§ **RECORDS FOR THE TASK**:
▬▬▬▬▬▬

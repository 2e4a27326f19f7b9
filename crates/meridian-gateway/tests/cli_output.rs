//! The binary's stdout carries only the command's JSON; logs go to stderr.

use std::path::Path;
use std::process::Output;

use serde_json::{json, Value};
use tokio::process::Command;
use wiremock::matchers::{method, path};
use wiremock::{Mock, MockServer, ResponseTemplate};

async fn service(title: &str, route: &str) -> MockServer {
    let server = MockServer::start().await;
    Mock::given(method("GET"))
        .and(path("/openapi.json"))
        .respond_with(ResponseTemplate::new(200).set_body_json(json!({
            "openapi": "3.0.0",
            "info": { "title": title, "version": "1.0.0" },
            "paths": { route: { "get": { "operationId": "list" } } }
        })))
        .mount(&server)
        .await;
    server
}

fn write_config(dir: &Path, services: &[(&str, &MockServer)]) -> std::path::PathBuf {
    let mut toml = String::from("[telemetry.logging]\nlevel = \"info\"\nformat = \"json\"\n");
    for (name, server) in services {
        toml.push_str(&format!(
            "\n[[discovery.services]]\nid = \"1\"\nname = \"{name}\"\nhost = \"127.0.0.1\"\nhttp_port = {}\n",
            server.address().port()
        ));
    }
    let path = dir.join("gateway.toml");
    std::fs::write(&path, toml).unwrap();
    path
}

async fn run(dir: &Path, args: &[&str]) -> Output {
    Command::new(env!("CARGO_BIN_EXE_meridian-gateway"))
        .args(args)
        .current_dir(dir)
        .output()
        .await
        .unwrap()
}

#[tokio::test]
async fn test_discover_stdout_is_json() {
    let users = service("User Service", "/users").await;
    let dir = tempfile::tempdir().unwrap();
    let config = write_config(dir.path(), &[("users", &users)]);

    let output = run(dir.path(), &["discover", "-c", config.to_str().unwrap()]).await;

    assert!(output.status.success());
    let routes: Value = serde_json::from_slice(&output.stdout).unwrap();
    assert_eq!(routes.as_array().unwrap().len(), 1);
    assert_eq!(routes[0]["path"], "/users");
    assert!(String::from_utf8_lossy(&output.stderr).contains("Starting Meridian gateway"));
}

#[tokio::test]
async fn test_merge_stdout_is_json() {
    let users = service("User Service", "/users").await;
    let orders = service("Order Service", "/orders").await;
    let dir = tempfile::tempdir().unwrap();
    let config = write_config(dir.path(), &[("users", &users), ("orders", &orders)]);

    let output = run(dir.path(), &["merge", "--config", config.to_str().unwrap()]).await;

    assert!(output.status.success());
    let merged: Value = serde_json::from_slice(&output.stdout).unwrap();
    assert!(merged["paths"].get("/users").is_some());
    assert!(merged["paths"].get("/orders").is_some());
}
//! The gateway service.
//!
//! [`Gateway`] ties the pieces together: it registers itself in the service
//! registry, seeds the statically configured services, keeps the route table
//! fresh with a periodic [`DiscoveryJob`], and merges the registered services'
//! API documents into one public document on demand.

use std::sync::Arc;

use async_trait::async_trait;
use meridian_config::MeridianConfig;
use meridian_core::{
    ApiDocument, HttpHost, HttpServiceMetadata, InMemoryRouteStore, InMemoryServiceRegistry,
    LifecycleError, LifecycleResult, Route, RouteStore, Service, ServiceMetadata, ServiceRegistry,
    ShutdownHooks, ShutdownSignal, StoreResult,
};
use meridian_discovery::{DiscoveryJob, DiscoveryReport, RouteDiscovery, SchemaFetcher};
use meridian_docs::MergeFetcher;
use parking_lot::Mutex;
use tokio::task::JoinHandle;
use tracing::{debug, info, warn};

use crate::error::GatewayResult;

/// API gateway service.
pub struct Gateway {
    metadata: HttpServiceMetadata,
    config: MeridianConfig,
    registry: Arc<dyn ServiceRegistry>,
    discovery: Arc<RouteDiscovery>,
    merger: MergeFetcher,
    hooks: ShutdownHooks,
    shutdown: ShutdownSignal,
    job: Mutex<Option<JoinHandle<()>>>,
}

impl std::fmt::Debug for Gateway {
    fn fmt(&self, f: &mut std::fmt::Formatter<'_>) -> std::fmt::Result {
        f.debug_struct("Gateway")
            .field("service", &self.metadata.service.key())
            .field("hooks", &self.hooks)
            .field("running", &self.is_running())
            .finish_non_exhaustive()
    }
}

impl Gateway {
    /// Creates a gateway over the given collaborators.
    ///
    /// Discovery and merging share one HTTP client.
    ///
    /// # Errors
    ///
    /// Returns an error if the HTTP client cannot be built.
    pub fn new(
        config: MeridianConfig,
        store: Arc<dyn RouteStore>,
        registry: Arc<dyn ServiceRegistry>,
    ) -> GatewayResult<Self> {
        let fetcher = SchemaFetcher::new()?;
        let discovery = RouteDiscovery::with_fetcher(
            store,
            fetcher.clone(),
            config.discovery.to_discovery_config(),
        );

        Ok(Self {
            metadata: config.gateway.to_metadata(),
            registry,
            discovery: Arc::new(discovery),
            merger: MergeFetcher::with_fetcher(fetcher),
            hooks: ShutdownHooks::new(),
            shutdown: ShutdownSignal::new(),
            job: Mutex::new(None),
            config,
        })
    }

    /// Creates a gateway backed by an in-memory route store and registry.
    ///
    /// # Errors
    ///
    /// Returns an error if the HTTP client cannot be built.
    pub fn in_memory(config: MeridianConfig) -> GatewayResult<Self> {
        Self::new(
            config,
            Arc::new(InMemoryRouteStore::new()),
            Arc::new(InMemoryServiceRegistry::new()),
        )
    }

    /// Sets the hooks run at the end of [`Service::shutdown`].
    #[must_use]
    pub fn with_shutdown_hooks(mut self, hooks: ShutdownHooks) -> Self {
        self.hooks = hooks;
        self
    }

    /// Replaces the signal that stops the discovery job.
    #[must_use]
    pub fn with_shutdown_signal(mut self, shutdown: ShutdownSignal) -> Self {
        self.shutdown = shutdown;
        self
    }

    /// Loaded configuration.
    pub fn config(&self) -> &MeridianConfig {
        &self.config
    }

    /// The service registry.
    pub fn registry(&self) -> &Arc<dyn ServiceRegistry> {
        &self.registry
    }

    /// The discovery orchestrator.
    pub fn discovery(&self) -> &Arc<RouteDiscovery> {
        &self.discovery
    }

    /// Signal that stops the discovery job.
    pub fn shutdown_signal(&self) -> &ShutdownSignal {
        &self.shutdown
    }

    /// Returns `true` while the discovery job started by [`Service::start`]
    /// is attached.
    pub fn is_running(&self) -> bool {
        self.job.lock().is_some()
    }

    /// Connects the registry to its backing store.
    ///
    /// # Errors
    ///
    /// Returns the registry's error.
    pub async fn connect(&self) -> StoreResult<()> {
        self.registry.init(&self.config.registry).await
    }

    /// Registers every statically configured service and returns how many
    /// were registered.
    ///
    /// # Errors
    ///
    /// Returns the first registry error.
    pub async fn seed_services(&self) -> StoreResult<usize> {
        let services = self.config.discovery.service_metadata();
        for service in &services {
            debug!(key = %service.service.key(), "Seeding configured service");
            self.registry.register_service(service.clone().into()).await?;
        }
        if !services.is_empty() {
            info!(services = services.len(), "Registered configured services");
        }
        Ok(services.len())
    }

    /// A discovery job over the registry that skips the gateway itself.
    pub fn discovery_job(&self) -> DiscoveryJob {
        DiscoveryJob::new(Arc::clone(&self.discovery), Arc::clone(&self.registry))
            .exclude(self.metadata.service.key())
    }

    /// Runs one discovery pass over the registry.
    ///
    /// # Errors
    ///
    /// Returns the registry or discovery error.
    pub async fn discover_once(&self) -> GatewayResult<DiscoveryReport> {
        Ok(self.discovery_job().run_once().await?)
    }

    /// Every route currently in the route table.
    ///
    /// # Errors
    ///
    /// Returns the route store's error.
    pub async fn routes(&self) -> GatewayResult<Vec<Route>> {
        Ok(self.discovery.all_routes().await?)
    }

    /// API document URLs merged by [`merged_spec`](Self::merged_spec): the
    /// registered HTTP services other than the gateway, ordered by registry
    /// key, followed by the configured extra URLs.
    ///
    /// # Errors
    ///
    /// Returns the registry's error.
    pub async fn spec_urls(&self) -> GatewayResult<Vec<String>> {
        let own_key = self.metadata.service.key();
        let services = self.registry.registered_services().await?;

        Ok(services
            .iter()
            .filter(|service| service.key() != own_key)
            .filter_map(|service| service.as_http())
            .map(HttpServiceMetadata::api_specification_endpoint)
            .chain(self.config.merge.urls.iter().cloned())
            .collect())
    }

    /// Fetches and merges the API documents of every registered service into
    /// the public document.
    ///
    /// # Errors
    ///
    /// Returns the registry error, or the merge error when there is nothing
    /// to merge, a fetch fails, or a document is invalid.
    pub async fn merged_spec(&self) -> GatewayResult<ApiDocument> {
        let urls = self.spec_urls().await?;
        debug!(documents = urls.len(), "Building merged API document");

        let merged = self
            .merger
            .fetch_and_merge(
                &urls,
                &self.config.merge.to_merge_options(),
                &self.config.merge.fetch_options(),
            )
            .await?;

        info!(
            documents = urls.len(),
            paths = merged.paths().map_or(0, serde_json::Map::len),
            "Merged API document built"
        );
        Ok(merged)
    }
}

#[async_trait]
impl Service for Gateway {
    fn info(&self) -> &ServiceMetadata {
        &self.metadata.service
    }

    async fn register(&self) -> LifecycleResult {
        self.connect().await?;
        self.registry
            .register_service(self.metadata.clone().into())
            .await?;
        info!(
            key = %self.metadata.service.key(),
            url = %self.metadata.base_url(),
            "Gateway registered"
        );
        Ok(())
    }

    async fn start(&self) -> LifecycleResult {
        if self.is_running() {
            return Err(LifecycleError::StartupFailed(
                "gateway is already running".to_string(),
            ));
        }

        self.seed_services().await?;

        let handle = self.discovery_job().spawn(self.shutdown.clone());
        *self.job.lock() = Some(handle);

        info!(name = %self.metadata.name(), "Gateway started");
        Ok(())
    }

    async fn shutdown(&self) -> LifecycleResult {
        info!(name = %self.metadata.name(), "Gateway shutting down");
        self.shutdown.trigger();

        let handle = self.job.lock().take();
        if let Some(handle) = handle {
            if let Err(e) = handle.await {
                warn!(error = %e, "Discovery job ended abnormally");
            }
        }

        let unregistered = self
            .registry
            .unregister_service(&self.metadata.service.key())
            .await;
        if let Err(e) = &unregistered {
            warn!(error = %e, "Failed to unregister gateway");
        }

        let hooks = self.hooks.run().await;
        unregistered?;
        hooks
    }
}

impl HttpHost for Gateway {
    fn http_metadata(&self) -> &HttpServiceMetadata {
        &self.metadata
    }
}

#[cfg(test)]
mod tests {
    use super::*;
    use meridian_config::{DiscoverySection, ServiceEntry};
    use meridian_core::{GrpcServiceMetadata, RegisteredService};
    use std::sync::atomic::{AtomicBool, Ordering};

    fn entry(name: &str) -> ServiceEntry {
        ServiceEntry {
            id: "1".to_string(),
            name: name.to_string(),
            host: "127.0.0.1".to_string(),
            http_port: 9,
            https_port: None,
            api_specification_url: "openapi.json".to_string(),
            description: None,
            version: None,
        }
    }

    fn config(services: Vec<ServiceEntry>) -> MeridianConfig {
        MeridianConfig::builder()
            .discovery(DiscoverySection {
                services,
                ..Default::default()
            })
            .build()
    }

    #[tokio::test]
    async fn test_register_publishes_gateway() {
        let gateway = Gateway::in_memory(MeridianConfig::default()).unwrap();
        gateway.register().await.unwrap();

        let stored = gateway
            .registry()
            .get_service("services:gateway-1")
            .await
            .unwrap()
            .unwrap();
        assert_eq!(stored.as_http(), Some(gateway.http_metadata()));
        assert_eq!(gateway.info().name, "gateway");
    }

    #[tokio::test]
    async fn test_seed_services() {
        let gateway = Gateway::in_memory(config(vec![entry("users"), entry("orders")])).unwrap();
        gateway.connect().await.unwrap();

        assert_eq!(gateway.seed_services().await.unwrap(), 2);
        let names: Vec<_> = gateway
            .registry()
            .registered_services()
            .await
            .unwrap()
            .iter()
            .map(|s| s.metadata().name.clone())
            .collect();
        assert_eq!(names, vec!["orders", "users"]);
    }

    #[tokio::test]
    async fn test_spec_urls_skip_self_and_grpc() {
        let mut config = config(vec![entry("users")]);
        config.merge.urls = vec!["http://legacy.internal/openapi.json".to_string()];
        let gateway = Gateway::in_memory(config).unwrap();

        gateway.register().await.unwrap();
        gateway.seed_services().await.unwrap();
        gateway
            .registry()
            .register_service(RegisteredService::Grpc(GrpcServiceMetadata {
                service: ServiceMetadata::new("1", "billing", "127.0.0.1"),
                grpc_port: 50051,
            }))
            .await
            .unwrap();

        assert_eq!(
            gateway.spec_urls().await.unwrap(),
            vec![
                "http://127.0.0.1:9/openapi.json",
                "http://legacy.internal/openapi.json"
            ]
        );
    }

    #[tokio::test]
    async fn test_merged_spec_with_nothing_registered() {
        let gateway = Gateway::in_memory(MeridianConfig::default()).unwrap();
        gateway.register().await.unwrap();

        let err = gateway.merged_spec().await.unwrap_err();
        assert_eq!(err.category(), "empty_input");
    }

    #[tokio::test]
    async fn test_lifecycle() {
        let hook_ran = Arc::new(AtomicBool::new(false));
        let flag = Arc::clone(&hook_ran);

        let gateway = Gateway::in_memory(MeridianConfig::default())
            .unwrap()
            .with_shutdown_hooks(ShutdownHooks::new().on_shutdown_named("flag", move || {
                let flag = Arc::clone(&flag);
                async move {
                    flag.store(true, Ordering::SeqCst);
                    Ok(())
                }
            }));

        gateway.register().await.unwrap();
        gateway.start().await.unwrap();
        assert!(gateway.is_running());
        assert!(matches!(
            gateway.start().await,
            Err(LifecycleError::StartupFailed(_))
        ));

        gateway.shutdown().await.unwrap();
        assert!(!gateway.is_running());
        assert!(gateway.shutdown_signal().is_shutdown());
        assert!(hook_ran.load(Ordering::SeqCst));
        assert!(gateway
            .registry()
            .get_service("services:gateway-1")
            .await
            .unwrap()
            .is_none());
    }

    #[tokio::test]
    async fn test_shutdown_runs_hooks_when_unregister_fails() {
        let hook_ran = Arc::new(AtomicBool::new(false));
        let flag = Arc::clone(&hook_ran);

        // Never registered, so the registry is not initialized.
        let gateway = Gateway::in_memory(MeridianConfig::default())
            .unwrap()
            .with_shutdown_hooks(ShutdownHooks::new().on_shutdown(move || {
                let flag = Arc::clone(&flag);
                async move {
                    flag.store(true, Ordering::SeqCst);
                    Ok(())
                }
            }));

        let err = gateway.shutdown().await.unwrap_err();
        assert!(matches!(err, LifecycleError::Store(_)));
        assert!(hook_ran.load(Ordering::SeqCst));
    }
}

▬▬▬▬▬▬

§ **EXERCISE AIM**: Going through the entries above, tally each line that has the word "toml". Answer with the number only.

§ **RESPONSE FOR THIS EXERCISE**: 4